[Dataset entries]
//! # Outreach Core
//!
//! Shared foundation for the Outreach campaign engine: the failure
//! taxonomy, configuration, domain types, the dispatch-queue entry
//! state machine, and the transport/notifier seams implemented by the
//! channel and security crates.

pub mod config;
pub mod error;
pub mod queue;
pub mod traits;
pub mod types;

pub use config::OutreachConfig;
pub use error::{FailureKind, OutreachError, Result};
pub use queue::{EntryStatus, QueueEntry, RecipientRef};
pub use traits::{CredentialStore, EscalationAlert, Notifier, OutboundMessage, Transport};
pub use types::{
    Cadence, Candidate, Contact, EmailTemplate, Gender, IdentitySelection, Recipient,
    RecipientGroup, ScheduledTask, SendingIdentity, TargetRef, TaskStatus, TlsMode, TriggerOrigin,
};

▶ _Assignment_
Every line that holds the word "error" should be copied from the records above.

▶ _Output for this exercise_
pub mod error;
pub use error::{FailureKind, OutreachError, Result};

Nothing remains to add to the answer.